6. The system of claim 1, a subset of the sources are electronic and a subset of the sources are non-electronic sources.

7. The system of claim 1, further comprising a source data extractor that monitors the plurality of sources in real-time and obtains the plurality of health-related data elements.

8. The system of claim 7, further comprising a source multi-protocol transfer agent that receives and transmits the subset of health-related data elements to a plurality of receivers.

9. The system of claim 8, at least one of the plurality of receivers is a core multi-protocol transfer agent that authenticates the received subset of health-related data elements, tags the subset of health-related data elements with metadata and places the subset of health-related data elements into a storage location for subsequent rendering.

10. The system of claim 9, the storage location is a message queue that maintains health-related data element of disparate formats or structures.

11. The system of claim 10, further comprising a data transformation engine that reads the subset of health-related data elements from the message queue and applies a transformation to generate metadata that is stored in at least one table.

12. The system of claim 11, further comprising a baseview constructor that applies a late binding mechanism to establish a cohort of the subset of health-related data elements.

13. The system of claim 12, further comprising a user view that renders the cohort of the subset of health-related data elements to one of a user and a component.

14. The system of claim 1, further comprising an artificial intelligence (AI) component that employs at least one of a probabilistic and a statistical-based analysis that infers an action that a user desires to be automatically performed.

15. A computer-implemented method of data management, comprising:

monitoring a plurality of sources having a plurality of health-related data elements of different formats;

extracting a subset of the health-related data elements as a function of a pattern;

transforming each of the subset into a core element and a metadata element;

storing the core element and the metadata element;

establishing a cohort of the subset of health-related data elements based upon associations as a function of the metadata elements; and

rendering the cohort of the subset of health-related data elements.

16. The computer-implemented method of claim 15, further comprising authenticating each of the subset of the health-related data elements as a function of an origin of each of the subset of the health-related data elements.

17. The computer-implemented method of claim 15, further comprising tagging each of the subset of the health-related data elements, wherein the tags are employed to establish the cohort.

18. The computer-implemented method of claim 15, wherein the act of rendering includes triggering an action.

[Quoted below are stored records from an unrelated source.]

//! Identifier validation and naming conventions.
//!
//! Table and column names not given explicitly in a manifest are derived
//! from entity/property names through the configured convention.

use convert_case::{Case, Casing};
use lazy_static::lazy_static;
use regex::Regex;
use serde::{Deserialize, Serialize};

use super::errors::EntityModelError;

lazy_static! {
    /// Anchored identifier pattern shared by builder and manifest loader.
    static ref IDENTIFIER_RE: Regex = Regex::new(r"^[A-Za-z_][A-Za-z0-9_]*$").unwrap();
}

/// Check a table/column/entity identifier against the allowed pattern.
pub fn validate_identifier(name: &str) -> Result<(), EntityModelError> {
    if IDENTIFIER_RE.is_match(name) {
        Ok(())
    } else {
        Err(EntityModelError::InvalidIdentifier {
            name: name.to_string(),
        })
    }
}

/// Naming convention for derived table/column names.
///
/// - `preserve` (default): use the entity/property name as-is
/// - `snake_case`: convert, e.g. `FirstName` → `first_name`
#[derive(Debug, Clone, Copy, PartialEq, Eq, Default, Serialize, Deserialize)]
#[serde(rename_all = "snake_case")]
pub enum NamingConvention {
    #[default]
    Preserve,
    SnakeCase,
}

impl NamingConvention {
    /// Derive a physical name from a model-level name.
    pub fn apply(&self, name: &str) -> String {
        match self {
            NamingConvention::Preserve => name.to_string(),
            NamingConvention::SnakeCase => name.to_case(Case::Snake),
        }
    }
}

#[cfg(test)]
mod tests {
    use super::*;

    #[test]
    fn test_validate_identifier() {
        assert!(validate_identifier("user_id").is_ok());
        assert!(validate_identifier("_private").is_ok());
        assert!(validate_identifier("Person2").is_ok());
        assert!(validate_identifier("").is_err());
        assert!(validate_identifier("2fast").is_err());
        assert!(validate_identifier("first name").is_err());
        assert!(validate_identifier("drop;--").is_err());
    }

    #[test]
    fn test_snake_case_convention() {
        let naming = NamingConvention::SnakeCase;
        assert_eq!(naming.apply("FirstName"), "first_name");
        assert_eq!(naming.apply("Id"), "id");
        assert_eq!(naming.apply("already_snake"), "already_snake");
    }

    #[test]
    fn test_preserve_convention() {
        assert_eq!(NamingConvention::Preserve.apply("FirstName"), "FirstName");
    }
}
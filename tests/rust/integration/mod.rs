//! Integration tests - Manifest files on disk through to generated SQL.

mod end_to_end_tests;
//! Mapping extraction: from the entity model to an [`EntityMapping`].
//!
//! This is the translation step between the model's type-oriented view and
//! the physical view the SQL generator works against. Extraction always
//! operates on the full hierarchy of the requested entity: single-table
//! inheritance maps every member to the root's table, so the property set
//! and the discriminator table must cover all of them regardless of which
//! member was asked for.

use log::debug;
use std::collections::{BTreeMap, HashSet};

use crate::entity_model::Model;

use super::entity_mapping::{EntityMapping, PropertyMapping};
use super::errors::MappingError;

/// Extract the physical mapping of `entity` from `model`.
///
/// - Table and schema come from the hierarchy root.
/// - Property mappings are collected across the hierarchy in declaration
///   order, root first, skipping shadow properties and deduplicating by
///   property name (the base declaration wins).
/// - When the hierarchy has more than one member, the mapping carries an
///   entity-name → discriminator-value table and exactly one synthetic
///   discriminator property mapping, appended last.
pub fn entity_mapping(model: &Model, entity: &str) -> Result<EntityMapping, MappingError> {
    let entity_type = model.find_entity_type(entity).ok_or_else(|| {
        MappingError::entity_not_found_with_context(entity, "While extracting the entity mapping")
    })?;
    let root = model.root_of(&entity_type.name)?;
    let hierarchy = model.hierarchy_of(&root.name)?;

    let mut seen = HashSet::new();
    let mut properties = Vec::new();
    for member in &hierarchy {
        for property in &member.properties {
            if property.is_shadow || !seen.insert(property.name.as_str()) {
                continue;
            }
            properties.push(PropertyMapping {
                property_name: Some(property.name.clone()),
                column_name: property.column_name.clone(),
                is_primary_key: property.is_primary_key,
                is_discriminator: false,
            });
        }
    }

    if properties.is_empty() {
        return Err(MappingError::NoMappedProperties {
            entity: entity.to_string(),
        });
    }

    let hierarchy_table = if hierarchy.len() > 1 {
        let discriminator_column =
            root.discriminator_column
                .as_ref()
                .ok_or_else(|| MappingError::MissingDiscriminator {
                    root: root.name.clone(),
                })?;

        let mut values = BTreeMap::new();
        for member in &hierarchy {
            values.insert(
                member.name.clone(),
                member.resolved_discriminator_value().to_string(),
            );
        }

        properties.push(PropertyMapping {
            property_name: None,
            column_name: discriminator_column.clone(),
            is_primary_key: false,
            is_discriminator: true,
        });
        Some(values)
    } else {
        None
    };

    debug!(
        "Extracted mapping for `{}`: table `{}`, {} properties, hierarchy of {}",
        entity,
        model.table_of(&root.name)?,
        properties.len(),
        hierarchy.len()
    );

    Ok(EntityMapping {
        entity_name: entity.to_string(),
        table_name: model.table_of(&root.name)?.to_string(),
        schema: root.schema.clone(),
        properties,
        hierarchy: hierarchy_table,
    })
}
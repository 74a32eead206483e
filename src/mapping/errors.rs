use thiserror::Error;

use crate::entity_model::EntityModelError;

#[derive(Debug, Clone, Error, PartialEq)]
pub enum MappingError {
    #[error("No entity type found for `{entity}` (is it declared in the model?)")]
    EntityNotFound { entity: String },
    #[error("Hierarchy rooted at `{root}` has multiple members but no discriminator column (declare one on the root)")]
    MissingDiscriminator { root: String },
    #[error("Entity `{entity}` maps no non-shadow properties (nothing to extract)")]
    NoMappedProperties { entity: String },
    #[error("Model error: {0}")]
    Model(#[from] EntityModelError),
}

/// Helper for creating lookup errors with context
impl MappingError {
    /// Create an EntityNotFound error with context information
    pub fn entity_not_found_with_context(
        entity: impl Into<String>,
        context: impl Into<String>,
    ) -> Self {
        let entity = entity.into();
        let ctx = context.into();
        MappingError::EntityNotFound {
            entity: format!("{}\n  Context: {}", entity, ctx),
        }
    }
}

19. A computer-executable system that facilitates management of data, comprising:

means for monitoring a plurality of sources in real-time;

means for extracting a plurality of health-related data elements in real-time from a subset of the plurality of sources;

means for authenticating each of the plurality of health-related data elements;

means for buffering each of the authenticated health-related data elements;

means for transforming each of the authenticated health-related data elements into core data elements and metadata elements;

means for inserting the core data elements and the metadata elements into a plurality of tables;

means for selecting a cohort of the core data elements and the metadata elements from a subset of the tables; and

means for rendering the cohort.

20. The computer-executable system of claim 19, further comprising means for triggering an action as a function of the cohort.